Can you understand why he would say that? Think about it. Outside of oil what industry does the 'Middle East" have going for them? There's a lot of sand and not much of anything else. In Saudi Arabia for example 37% of the population is under the age of 15. The population is approximately 25M people right now and expected to grow to 37M by 2025 (www.prb.org). So over 1/3 of the population in Saudi Arabia is under that age fo 15. What do you think that 15 year old heard on the news? He heard the PRESIDENT OF THE UNITED STATES say "We'll be replacing "more than 75 percent of our oil imports from the Middle East by 2025." That 15 year old stops, looks around and sees the poverty that he lives in now. Sees how his country's oil wealth has been squandered and realizes that it is only going to get worse.

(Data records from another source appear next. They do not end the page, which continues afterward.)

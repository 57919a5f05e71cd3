//! Client-level error taxonomy
//!
//! Codec and registry errors are programming errors; `Timeout` and `Busy`
//! are recoverable by retrying; `LinkLost` is terminal for the link it
//! happened on.

use std::time::Duration;

use thiserror::Error;

use crate::ble::BleError;
use crate::protocol::registry::{Feature, Operation};

#[derive(Error, Debug, Clone, PartialEq)]
pub enum F1Error {
    #[error("Unknown feature: {0}")]
    UnknownFeature(String),

    #[error("Feature {feature} does not support {operation}")]
    AccessDenied { feature: Feature, operation: Operation },

    #[error("Client is not authorized (key state is off); press the central button to proceed")]
    NotAuthorized,

    #[error("{operation} timed out after {timeout:?}")]
    Timeout { operation: String, timeout: Duration },

    #[error("Link busy: {0} commands already queued")]
    Busy(usize),

    #[error("Link to the device was lost")]
    LinkLost,

    #[error("Client is not connected")]
    NotConnected,

    #[error("Malformed payload for {feature}: {reason}")]
    MalformedPayload { feature: Feature, reason: String },

    #[error("Value {value} for {feature} is outside 0..=100")]
    OutOfRange { feature: Feature, value: u32 },

    #[error("Invalid argument: {0}")]
    InvalidArgument(String),

    #[error("Transport error: {0}")]
    Transport(BleError),

    #[error("Configuration error: {0}")]
    Config(String),

    #[error("IO error: {0}")]
    Io(String),
}

impl F1Error {
    /// Whether retrying the same call later can succeed.
    pub fn is_retryable(&self) -> bool {
        matches!(self, F1Error::Timeout { .. } | F1Error::Busy(_))
    }

    /// Whether the link this error came from is gone for good.
    pub fn is_link_lost(&self) -> bool {
        matches!(self, F1Error::LinkLost)
    }
}

impl From<BleError> for F1Error {
    fn from(err: BleError) -> Self {
        match err {
            BleError::Disconnected => F1Error::LinkLost,
            other => F1Error::Transport(other),
        }
    }
}

#[cfg(test)]
mod tests {
    use super::*;

    #[test]
    fn test_disconnect_maps_to_link_lost() {
        assert_eq!(F1Error::from(BleError::Disconnected), F1Error::LinkLost);
        assert!(matches!(
            F1Error::from(BleError::GattError("err 2".into())),
            F1Error::Transport(BleError::GattError(_))
        ));
    }

    #[test]
    fn test_retryable_classification() {
        let timeout = F1Error::Timeout {
            operation: "read battery_level".into(),
            timeout: Duration::from_secs(1),
        };
        assert!(timeout.is_retryable());
        assert!(F1Error::Busy(4).is_retryable());
        assert!(!F1Error::LinkLost.is_retryable());
        assert!(!F1Error::NotAuthorized.is_retryable());
        assert!(F1Error::LinkLost.is_link_lost());
    }
}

So are you surprised to read the following:
"Saudi surprise at Bush oil call"
Sunday 05 February 2006, 22:24 Makka Time, 19:24 GMT
President George Bush's call to reduce America's dependence on Middle Eastern oil has sparked "serious concern" in Saudi Arabia, the kingdom's ambassador to Washington has said.
"I was taken aback," Prince Turki al-Faisal told CNN television in an interview on Sunday. He was commenting on Bush's State of the Union speech last Tuesday in which he said America needed to end its addiction to oil. Expressing his suprise, al-Faisal said he had brought up Saudi concerns over the speech with White House officials. "This is something that is of serious concern to us because oil is our major income earner," the prince said.
Do you think the speech writeres knew what they where doing? Do you think they realized the implications on the Arab Street? Do you think they knew it would add fuel to the fire? If you've ever seen a Tom Clancy book made into a movie I think you can appreciate the sublteties of statecraft. Of course they knew. But why in God's name WOULD THEY DO IT?